Homeschool is more popular than private school in this state

by Grace

In North Carolina, the number of homeschoolers has now surpassed the number of students attending private schools.

That statistic may seem shocking if you’ve been a stranger to the growth of the homeschooling movement, which has rapidly increased in recent decades.

In 1973, there were approximately 13,000 children, ages 5 to 17, being homeschooled in the United States. But according to the National Center for Education Statistics, as of the 2011-2012 school year, that number has grown to almost 1.8 million or approximately 3.4 percent of the school age population.

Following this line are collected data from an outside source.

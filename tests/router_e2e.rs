// tests/router_e2e.rs
mod common;

use std::sync::Arc;

use beacon_watch::geo::{distance_and_bearing, LatLon};
use beacon_watch::ingest::route_reports;
use beacon_watch::{Pipeline, RouteOutcome, Verdict};
use tokio::sync::mpsc;
use common::*;

fn outcome(pipeline: Pipeline, target: &str, verdict: Verdict) -> RouteOutcome {
    RouteOutcome {
        pipeline,
        target: target.into(),
        verdict,
    }
}

#[tokio::test(start_paused = true)]
async fn nearby_beacon_sent_then_deduped_then_sent_again() {
    let notifier = Arc::new(RecordingNotifier::default());
    let router = router_with(
        vec![target("home", 34.0, -118.0, 5.0)],
        Arc::new(StaticLookup),
        notifier.clone(),
    );

    let out = router.process(report("W1ABC", Some("9"), 34.01, -118.0)).await;
    assert_eq!(out, vec![outcome(Pipeline::Proximity, "home", Verdict::Sent)]);
    assert_eq!(notifier.count(), 1);

    let msg = &notifier.messages()[0];
    assert!(msg.contains("UTC (home) Nearby beacon: W1ABC-9 0.7 mi N"), "{msg}");
    assert!(msg.ends_with("- Jane Doe (E)"), "{msg}");
    {
        let sent = notifier.sent.lock().unwrap();
        let (creds, n) = &sent[0];
        assert_eq!(creds.user, "user-home");
        assert_eq!(n.priority, 1);
        assert_eq!(n.url.as_deref(), Some("https://aprs.fi/#!call=a%2FW1ABC-9"));
    }

    tokio::time::advance(HOUR / 2).await;
    let out = router.process(report("W1ABC", Some("9"), 34.01, -118.0)).await;
    assert_eq!(out, vec![outcome(Pipeline::Proximity, "home", Verdict::Duplicate)]);
    assert_eq!(notifier.count(), 1);

    tokio::time::advance(HOUR / 2).await;
    let out = router.process(report("W1ABC", Some("9"), 34.01, -118.0)).await;
    assert_eq!(out, vec![outcome(Pipeline::Proximity, "home", Verdict::Sent)]);
    assert_eq!(notifier.count(), 2);
}

#[tokio::test(start_paused = true)]
async fn excluded_source_is_never_sent() {
    let notifier = Arc::new(RecordingNotifier::default());
    let mut home = target("home", 34.0, -118.0, 5.0);
    home.exclude.insert("W1ABC-9".into());
    let router = router_with(vec![home], Arc::new(StaticLookup), notifier.clone());

    let out = router.process(report("W1ABC", Some("9"), 34.01, -118.0)).await;
    assert_eq!(out, vec![outcome(Pipeline::Proximity, "home", Verdict::Excluded)]);

    // exclusion is by full source id; other SSIDs still alert
    let out = router.process(report("W1ABC", Some("7"), 34.01, -118.0)).await;
    assert_eq!(out, vec![outcome(Pipeline::Proximity, "home", Verdict::Sent)]);
    assert_eq!(notifier.count(), 1);
}

#[tokio::test(start_paused = true)]
async fn threshold_is_strictly_less_than() {
    let home = LatLon::new(34.0, -118.0);
    let miles = distance_and_bearing(LatLon::new(34.01, -118.0), home).miles;

    let notifier = Arc::new(RecordingNotifier::default());
    let router = router_with(
        vec![target("home", 34.0, -118.0, miles)],
        Arc::new(StaticLookup),
        notifier.clone(),
    );
    let out = router.process(report("W1ABC", None, 34.01, -118.0)).await;
    assert_eq!(out, vec![outcome(Pipeline::Proximity, "home", Verdict::BelowThreshold)]);
    assert_eq!(notifier.count(), 0);

    let router = router_with(
        vec![target("home", 34.0, -118.0, miles + 1e-9)],
        Arc::new(StaticLookup),
        notifier.clone(),
    );
    let out = router.process(report("W1ABC", None, 34.01, -118.0)).await;
    assert_eq!(out, vec![outcome(Pipeline::Proximity, "home", Verdict::Sent)]);
    assert_eq!(notifier.count(), 1);
}

#[tokio::test(start_paused = true)]
async fn inclusion_ignores_distance_and_has_its_own_window() {
    let notifier = Arc::new(RecordingNotifier::default());
    let mut far = target("nyc", 40.7, -74.0, 1.0);
    far.include = vec!["W1ABC".into()];
    let router = router_with(
        vec![far, target("home", 34.0, -118.0, 5.0)],
        Arc::new(StaticLookup),
        notifier.clone(),
    );

    let out = router.process(report("W1ABC", Some("9"), 34.01, -118.0)).await;
    assert_eq!(
        out,
        vec![
            outcome(Pipeline::Inclusion, "nyc", Verdict::Sent),
            outcome(Pipeline::Proximity, "home", Verdict::Sent),
        ]
    );
    let mut users = notifier.users();
    users.sort();
    assert_eq!(users, vec!["user-home", "user-nyc"]);
    assert!(notifier
        .messages()
        .iter()
        .any(|m| m.contains("(nyc) Beacon: W1ABC-9")));

    // proximity window (60 min) has lapsed, inclusion window (240 min) has not
    tokio::time::advance(HOUR).await;
    let out = router.process(report("W1ABC", Some("9"), 34.01, -118.0)).await;
    assert_eq!(
        out,
        vec![
            outcome(Pipeline::Inclusion, "nyc", Verdict::Duplicate),
            outcome(Pipeline::Proximity, "home", Verdict::Sent),
        ]
    );

    tokio::time::advance(3 * HOUR).await;
    let out = router.process(report("W1ABC", Some("9"), 36.5, -118.0)).await;
    assert_eq!(out, vec![outcome(Pipeline::Inclusion, "nyc", Verdict::Sent)]);
}

#[tokio::test(start_paused = true)]
async fn inclusion_by_full_id_and_bare_call_alerts_once() {
    let notifier = Arc::new(RecordingNotifier::default());
    let mut far = target("nyc", 40.7, -74.0, 1.0);
    far.include = vec!["W1ABC".into(), "W1ABC-9".into()];
    let router = router_with(vec![far], Arc::new(StaticLookup), notifier.clone());

    let out = router.process(report("W1ABC", Some("9"), 34.01, -118.0)).await;
    assert_eq!(out, vec![outcome(Pipeline::Inclusion, "nyc", Verdict::Sent)]);
    assert_eq!(notifier.count(), 1);
}

#[tokio::test(start_paused = true)]
async fn proximity_dedupe_is_shared_across_targets() {
    let notifier = Arc::new(RecordingNotifier::default());
    let router = router_with(
        vec![
            target("home", 34.0, -118.0, 5.0),
            target("work", 34.05, -118.05, 10.0),
        ],
        Arc::new(StaticLookup),
        notifier.clone(),
    );

    let out = router.process(report("W1ABC", None, 34.01, -118.0)).await;
    assert_eq!(
        out,
        vec![
            outcome(Pipeline::Proximity, "home", Verdict::Sent),
            outcome(Pipeline::Proximity, "work", Verdict::Sent),
        ]
    );

    let out = router.process(report("W1ABC", None, 34.01, -118.0)).await;
    assert_eq!(
        out,
        vec![
            outcome(Pipeline::Proximity, "home", Verdict::Duplicate),
            outcome(Pipeline::Proximity, "work", Verdict::Duplicate),
        ]
    );
    assert_eq!(notifier.count(), 2);
}

#[tokio::test(start_paused = true)]
async fn failed_dispatch_leaves_source_eligible() {
    let notifier = Arc::new(RecordingNotifier::default());
    let router = router_with(
        vec![target("home", 34.0, -118.0, 5.0)],
        Arc::new(StaticLookup),
        notifier.clone(),
    );

    notifier.set_failing(true);
    let out = router.process(report("W1ABC", None, 34.01, -118.0)).await;
    assert_eq!(out, vec![outcome(Pipeline::Proximity, "home", Verdict::DispatchFailed)]);
    assert!(router.caches().proximity.is_empty());

    notifier.set_failing(false);
    let out = router.process(report("W1ABC", None, 34.01, -118.0)).await;
    assert_eq!(out, vec![outcome(Pipeline::Proximity, "home", Verdict::Sent)]);
    assert!(router.caches().proximity.should_suppress("W1ABC"));
}

#[tokio::test(start_paused = true)]
async fn license_failure_does_not_block_the_alert() {
    let notifier = Arc::new(RecordingNotifier::default());
    let router = router_with(
        vec![target("home", 34.0, -118.0, 5.0)],
        Arc::new(FailingLookup),
        notifier.clone(),
    );

    let out = router.process(report("W1ABC", None, 34.01, -118.0)).await;
    assert_eq!(out, vec![outcome(Pipeline::Proximity, "home", Verdict::Sent)]);
    let msg = &notifier.messages()[0];
    assert!(msg.ends_with("W1ABC 0.7 mi N"), "{msg}");
}

#[tokio::test(start_paused = true)]
async fn reports_without_position_or_outside_buckets_are_ignored() {
    let notifier = Arc::new(RecordingNotifier::default());
    let mut home = target("home", 34.0, -118.0, 5.0);
    home.include = vec!["K2XYZ".into()];
    let router = router_with(vec![home], Arc::new(StaticLookup), notifier.clone());

    let mut no_fix = report("K2XYZ", None, 34.01, -118.0);
    no_fix.latitude = None;
    assert!(router.process(no_fix).await.is_empty());

    let out = router.process(report("W1ABC", None, 40.7, -74.0)).await;
    assert!(out.is_empty());
    assert_eq!(notifier.count(), 0);
}

#[tokio::test(start_paused = true)]
async fn zero_latitude_is_a_real_position() {
    let notifier = Arc::new(RecordingNotifier::default());
    let router = router_with(
        vec![target("gulf", 0.0, 0.0, 5.0)],
        Arc::new(StaticLookup),
        notifier.clone(),
    );

    let out = router.process(report("W1ABC", None, 0.0, 0.01)).await;
    assert_eq!(out, vec![outcome(Pipeline::Proximity, "gulf", Verdict::Sent)]);
}

#[tokio::test(start_paused = true)]
async fn decisions_are_taken_when_the_report_is_routed() {
    let notifier = Arc::new(RecordingNotifier::default());
    let router = router_with(
        vec![target("home", 34.0, -118.0, 5.0)],
        Arc::new(StaticLookup),
        notifier.clone(),
    );
    router.process(report("W1ABC", None, 34.01, -118.0)).await;

    let pending = router.route(report("W1ABC", None, 34.01, -118.0));
    assert_eq!(pending.len(), 1);

    // the window lapsing after routing does not change the verdict
    tokio::time::advance(2 * HOUR).await;
    assert_eq!(
        pending.finish().await,
        vec![outcome(Pipeline::Proximity, "home", Verdict::Duplicate)]
    );
    assert_eq!(notifier.count(), 1);
}

#[tokio::test(start_paused = true)]
async fn route_reports_drains_the_channel_in_order() {
    let notifier = Arc::new(RecordingNotifier::default());
    let mut home = target("home", 34.0, -118.0, 5.0);
    home.exclude.insert("K2XYZ".into());
    let router = router_with(vec![home], Arc::new(StaticLookup), notifier.clone());
    let caches = router.caches().clone();

    let (tx, rx) = mpsc::channel(8);
    tx.send(report("W1ABC", None, 34.01, -118.0)).await.unwrap();
    tx.send(report("K2XYZ", None, 34.01, -118.0)).await.unwrap();
    tx.send(report("N0FAR", None, 0.0, 0.0)).await.unwrap();
    drop(tx);

    route_reports(router, rx).await;
    // let the background deliveries settle
    tokio::time::sleep(std::time::Duration::from_millis(10)).await;

    assert_eq!(notifier.count(), 1);
    assert!(notifier.messages()[0].contains("Nearby beacon: W1ABC "));
    assert!(caches.proximity.should_suppress("W1ABC"));
    assert!(!caches.proximity.should_suppress("K2XYZ"));
}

Other sources report numbers well over 2 million.

Homeschooling has grown 27% over the last two years in North Carolina.

Those are pretty impressive numbers for a movement considered “fringe” not that long ago and that has only been legal in all 50 states since 1996.

The top three reasons parents give for homeschooling their children:

A concern about environment of other schools
A desire to provide moral instruction
A dissatisfaction with academic instruction at other schools

Dissatisfaction with Common Core may be fueling the growth in homeschooling.

And my guess is when the figures are reported related to the past two years you’ll see the number of parents citing “dissatisfaction with academic instruction” spike with the growing uprising against Common Core and national standards. Those who run local homeschooling groups in North Carolina say Common Core is a big factor.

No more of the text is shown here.